* _What you should do_
Retype the data below, every word of it, exactly.

Stored items from a collection
- - -

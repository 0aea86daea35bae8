//! Default timeouts and poll cadences shared across the workspace

use std::time::Duration;

/// Total budget for one acquisition, shared by both job-wait phases.
pub const DEFAULT_PROVISION_TIMEOUT: Duration = Duration::from_secs(15 * 60);

/// Cadence of job-completion polling during acquisition.
pub const DEFAULT_PROVISION_INTERVAL: Duration = Duration::from_secs(5);

/// Total budget for port-readiness waiting.
pub const DEFAULT_READINESS_TIMEOUT: Duration = Duration::from_secs(120);

/// Cadence of port probing.
pub const DEFAULT_READINESS_INTERVAL: Duration = Duration::from_secs(10);

/// Port probed when waiting on a batch by id.
pub const DEFAULT_SSH_PORT: u16 = 22;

- - -

* _Task response_
repository 0aea86daea35bae8
//! Default timeouts and poll cadences shared across the workspace

use std::time::Duration;

/// Total budget for one acquisition, shared by both job-wait phases.
pub const DEFAULT_PROVISION_TIMEOUT: Duration = Duration::from_secs(15 * 60);

/// Cadence of job-completion polling during acquisition.
pub const DEFAULT_PROVISION_INTERVAL: Duration = Duration::from_secs(5);

/// Total budget for port-readiness waiting.
pub const DEFAULT_READINESS_TIMEOUT: Duration = Duration::from_secs(120);

/// Cadence of port probing.
pub const DEFAULT_READINESS_INTERVAL: Duration = Duration::from_secs(10);

/// Port probed when waiting on a batch by id.
pub const DEFAULT_SSH_PORT: u16 = 22;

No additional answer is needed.